Return exactly and only these lines: the first of the listing through the one containing "handful of DOM".

§ Records for the task:
--- START ---

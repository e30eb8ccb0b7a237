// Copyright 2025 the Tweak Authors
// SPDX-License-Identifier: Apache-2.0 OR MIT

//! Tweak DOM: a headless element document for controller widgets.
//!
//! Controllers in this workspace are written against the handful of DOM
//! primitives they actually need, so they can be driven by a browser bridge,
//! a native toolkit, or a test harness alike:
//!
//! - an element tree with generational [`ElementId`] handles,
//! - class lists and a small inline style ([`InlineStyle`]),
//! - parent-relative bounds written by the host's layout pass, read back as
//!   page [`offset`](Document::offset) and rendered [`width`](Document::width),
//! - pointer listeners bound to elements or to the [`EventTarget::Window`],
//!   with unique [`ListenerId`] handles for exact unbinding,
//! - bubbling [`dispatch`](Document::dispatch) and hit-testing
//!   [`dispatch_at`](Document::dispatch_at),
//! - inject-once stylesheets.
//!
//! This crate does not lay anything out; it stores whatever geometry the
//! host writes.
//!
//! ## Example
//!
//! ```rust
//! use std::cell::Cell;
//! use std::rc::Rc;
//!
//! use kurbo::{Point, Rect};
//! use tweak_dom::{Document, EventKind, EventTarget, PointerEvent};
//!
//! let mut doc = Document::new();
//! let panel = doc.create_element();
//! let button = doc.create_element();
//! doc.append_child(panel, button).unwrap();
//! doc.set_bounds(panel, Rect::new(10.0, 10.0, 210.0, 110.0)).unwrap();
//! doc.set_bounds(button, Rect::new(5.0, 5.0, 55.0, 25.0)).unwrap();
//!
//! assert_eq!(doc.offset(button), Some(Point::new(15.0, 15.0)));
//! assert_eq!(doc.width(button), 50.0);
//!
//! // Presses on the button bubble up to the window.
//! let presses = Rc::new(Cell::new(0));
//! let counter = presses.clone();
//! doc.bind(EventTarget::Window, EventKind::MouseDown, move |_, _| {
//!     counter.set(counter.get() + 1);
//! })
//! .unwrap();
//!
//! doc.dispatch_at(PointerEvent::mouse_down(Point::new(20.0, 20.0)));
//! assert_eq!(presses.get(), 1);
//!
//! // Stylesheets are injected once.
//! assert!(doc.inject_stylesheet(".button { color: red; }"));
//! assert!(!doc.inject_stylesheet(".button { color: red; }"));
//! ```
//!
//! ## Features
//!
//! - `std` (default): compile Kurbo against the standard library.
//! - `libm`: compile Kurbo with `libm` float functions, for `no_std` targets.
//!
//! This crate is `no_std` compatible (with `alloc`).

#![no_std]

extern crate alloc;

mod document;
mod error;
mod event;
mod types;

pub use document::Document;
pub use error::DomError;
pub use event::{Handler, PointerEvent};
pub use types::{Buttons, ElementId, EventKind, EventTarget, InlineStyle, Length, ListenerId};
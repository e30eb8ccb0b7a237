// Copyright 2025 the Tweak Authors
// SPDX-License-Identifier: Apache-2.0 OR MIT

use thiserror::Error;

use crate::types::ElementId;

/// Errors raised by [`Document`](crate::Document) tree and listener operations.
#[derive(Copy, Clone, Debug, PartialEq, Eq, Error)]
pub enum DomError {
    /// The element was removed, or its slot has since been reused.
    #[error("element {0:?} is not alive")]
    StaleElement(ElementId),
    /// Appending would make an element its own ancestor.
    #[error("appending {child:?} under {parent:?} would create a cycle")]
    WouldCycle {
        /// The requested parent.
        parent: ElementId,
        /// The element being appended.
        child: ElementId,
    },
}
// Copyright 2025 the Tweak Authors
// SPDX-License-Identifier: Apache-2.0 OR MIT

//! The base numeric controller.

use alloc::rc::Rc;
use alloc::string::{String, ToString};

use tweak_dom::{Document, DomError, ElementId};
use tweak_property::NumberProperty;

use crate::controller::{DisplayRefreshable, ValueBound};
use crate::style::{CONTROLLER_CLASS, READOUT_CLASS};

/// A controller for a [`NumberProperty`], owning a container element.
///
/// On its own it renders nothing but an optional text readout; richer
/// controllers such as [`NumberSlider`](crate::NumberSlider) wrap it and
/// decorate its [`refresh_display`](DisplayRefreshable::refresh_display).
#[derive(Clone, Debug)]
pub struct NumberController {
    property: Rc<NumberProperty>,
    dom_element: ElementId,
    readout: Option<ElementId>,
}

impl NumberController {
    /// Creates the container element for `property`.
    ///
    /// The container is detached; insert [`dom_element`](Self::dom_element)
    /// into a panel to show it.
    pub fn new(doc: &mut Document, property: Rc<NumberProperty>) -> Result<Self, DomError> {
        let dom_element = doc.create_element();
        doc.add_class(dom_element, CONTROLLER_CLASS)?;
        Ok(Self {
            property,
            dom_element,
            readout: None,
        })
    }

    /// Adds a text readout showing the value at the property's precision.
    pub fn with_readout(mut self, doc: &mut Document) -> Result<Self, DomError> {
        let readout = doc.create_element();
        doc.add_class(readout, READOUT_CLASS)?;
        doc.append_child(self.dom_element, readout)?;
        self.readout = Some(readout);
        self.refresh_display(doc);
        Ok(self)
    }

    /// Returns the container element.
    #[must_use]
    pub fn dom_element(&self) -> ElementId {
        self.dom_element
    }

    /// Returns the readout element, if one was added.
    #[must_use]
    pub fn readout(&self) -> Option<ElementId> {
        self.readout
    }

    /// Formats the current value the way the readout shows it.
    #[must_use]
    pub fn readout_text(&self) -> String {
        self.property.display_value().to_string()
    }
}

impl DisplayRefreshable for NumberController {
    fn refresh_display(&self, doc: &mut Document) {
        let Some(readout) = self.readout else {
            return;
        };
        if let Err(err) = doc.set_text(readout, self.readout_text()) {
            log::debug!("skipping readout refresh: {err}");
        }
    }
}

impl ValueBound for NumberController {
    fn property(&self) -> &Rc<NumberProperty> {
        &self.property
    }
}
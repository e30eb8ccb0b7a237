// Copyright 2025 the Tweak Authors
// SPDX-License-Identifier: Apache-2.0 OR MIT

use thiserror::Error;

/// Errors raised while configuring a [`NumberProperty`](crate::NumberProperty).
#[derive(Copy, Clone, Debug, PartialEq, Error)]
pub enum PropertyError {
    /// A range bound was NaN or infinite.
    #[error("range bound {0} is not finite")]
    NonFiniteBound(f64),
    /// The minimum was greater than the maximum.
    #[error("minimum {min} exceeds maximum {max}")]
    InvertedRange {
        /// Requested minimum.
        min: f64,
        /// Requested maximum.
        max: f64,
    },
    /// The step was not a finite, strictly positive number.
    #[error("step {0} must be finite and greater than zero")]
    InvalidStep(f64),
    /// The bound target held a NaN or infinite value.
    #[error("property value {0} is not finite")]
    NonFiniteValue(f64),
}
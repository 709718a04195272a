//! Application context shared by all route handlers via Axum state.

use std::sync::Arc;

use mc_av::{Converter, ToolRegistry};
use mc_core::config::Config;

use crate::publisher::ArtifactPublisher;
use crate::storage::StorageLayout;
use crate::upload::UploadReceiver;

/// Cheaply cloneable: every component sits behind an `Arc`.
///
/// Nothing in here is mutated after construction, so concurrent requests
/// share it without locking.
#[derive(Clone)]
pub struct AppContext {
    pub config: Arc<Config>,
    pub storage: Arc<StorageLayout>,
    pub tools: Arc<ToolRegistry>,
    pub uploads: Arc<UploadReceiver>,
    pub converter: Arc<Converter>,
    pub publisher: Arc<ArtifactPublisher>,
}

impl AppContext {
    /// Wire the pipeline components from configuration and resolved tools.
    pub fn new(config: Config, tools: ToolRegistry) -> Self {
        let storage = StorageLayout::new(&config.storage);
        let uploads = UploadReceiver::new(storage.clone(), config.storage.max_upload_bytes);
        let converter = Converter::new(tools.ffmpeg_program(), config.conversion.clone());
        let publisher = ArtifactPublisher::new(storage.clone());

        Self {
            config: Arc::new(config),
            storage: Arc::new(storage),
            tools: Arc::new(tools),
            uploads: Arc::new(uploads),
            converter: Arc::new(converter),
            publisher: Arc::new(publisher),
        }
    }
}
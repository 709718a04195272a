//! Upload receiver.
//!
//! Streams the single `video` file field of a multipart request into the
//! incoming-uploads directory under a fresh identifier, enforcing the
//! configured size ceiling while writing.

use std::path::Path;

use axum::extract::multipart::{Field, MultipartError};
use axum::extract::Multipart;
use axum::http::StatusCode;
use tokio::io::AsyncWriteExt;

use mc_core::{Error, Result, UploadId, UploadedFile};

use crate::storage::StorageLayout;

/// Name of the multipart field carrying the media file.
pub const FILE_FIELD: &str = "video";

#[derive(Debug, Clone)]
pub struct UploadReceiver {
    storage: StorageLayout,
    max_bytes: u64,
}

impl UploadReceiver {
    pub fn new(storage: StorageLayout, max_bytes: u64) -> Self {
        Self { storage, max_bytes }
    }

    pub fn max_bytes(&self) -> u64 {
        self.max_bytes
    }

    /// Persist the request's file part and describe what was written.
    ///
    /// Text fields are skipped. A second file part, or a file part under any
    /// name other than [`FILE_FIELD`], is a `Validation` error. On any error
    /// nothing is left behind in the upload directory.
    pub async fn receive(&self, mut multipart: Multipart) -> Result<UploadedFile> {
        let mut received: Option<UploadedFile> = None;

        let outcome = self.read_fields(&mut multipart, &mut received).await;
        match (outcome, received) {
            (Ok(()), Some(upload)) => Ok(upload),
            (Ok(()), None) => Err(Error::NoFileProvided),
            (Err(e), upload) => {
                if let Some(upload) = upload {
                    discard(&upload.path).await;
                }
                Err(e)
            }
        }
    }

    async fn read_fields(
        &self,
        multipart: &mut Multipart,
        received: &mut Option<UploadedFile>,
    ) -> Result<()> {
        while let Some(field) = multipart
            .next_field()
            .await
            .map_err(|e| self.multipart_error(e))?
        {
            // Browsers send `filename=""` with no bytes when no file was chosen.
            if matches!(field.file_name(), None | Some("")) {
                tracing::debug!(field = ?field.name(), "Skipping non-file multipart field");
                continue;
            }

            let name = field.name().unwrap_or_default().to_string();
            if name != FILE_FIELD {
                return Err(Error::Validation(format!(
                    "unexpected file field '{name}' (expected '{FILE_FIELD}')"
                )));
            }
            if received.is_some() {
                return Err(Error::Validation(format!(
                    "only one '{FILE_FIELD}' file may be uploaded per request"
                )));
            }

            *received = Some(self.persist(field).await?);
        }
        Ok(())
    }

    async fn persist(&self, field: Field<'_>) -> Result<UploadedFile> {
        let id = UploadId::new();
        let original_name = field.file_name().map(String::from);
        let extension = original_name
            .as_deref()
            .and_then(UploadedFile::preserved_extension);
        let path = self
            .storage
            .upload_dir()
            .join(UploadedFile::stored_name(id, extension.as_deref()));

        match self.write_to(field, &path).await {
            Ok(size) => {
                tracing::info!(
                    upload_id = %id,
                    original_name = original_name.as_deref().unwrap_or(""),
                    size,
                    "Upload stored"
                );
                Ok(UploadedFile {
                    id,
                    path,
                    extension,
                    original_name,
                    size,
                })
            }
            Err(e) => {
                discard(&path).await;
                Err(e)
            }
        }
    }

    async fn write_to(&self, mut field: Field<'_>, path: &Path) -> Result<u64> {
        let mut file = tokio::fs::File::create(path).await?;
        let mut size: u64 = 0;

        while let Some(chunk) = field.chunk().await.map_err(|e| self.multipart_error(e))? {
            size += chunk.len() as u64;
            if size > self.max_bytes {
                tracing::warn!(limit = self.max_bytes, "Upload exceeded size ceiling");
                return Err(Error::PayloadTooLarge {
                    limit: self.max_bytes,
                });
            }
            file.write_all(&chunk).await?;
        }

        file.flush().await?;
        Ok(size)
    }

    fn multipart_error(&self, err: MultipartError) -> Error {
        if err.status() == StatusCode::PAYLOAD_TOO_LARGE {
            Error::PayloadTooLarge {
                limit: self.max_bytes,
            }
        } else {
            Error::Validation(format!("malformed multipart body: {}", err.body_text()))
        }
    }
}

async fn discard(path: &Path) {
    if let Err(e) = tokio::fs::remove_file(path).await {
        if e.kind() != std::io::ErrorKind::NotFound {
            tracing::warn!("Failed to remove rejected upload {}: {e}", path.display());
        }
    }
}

--- END ---

§ Task result:
repository e30eb8ccb0b7a237
// Copyright 2025 the Tweak Authors
// SPDX-License-Identifier: Apache-2.0 OR MIT

//! Tweak DOM: a headless element document for controller widgets.
//!
//! Controllers in this workspace are written against the handful of DOM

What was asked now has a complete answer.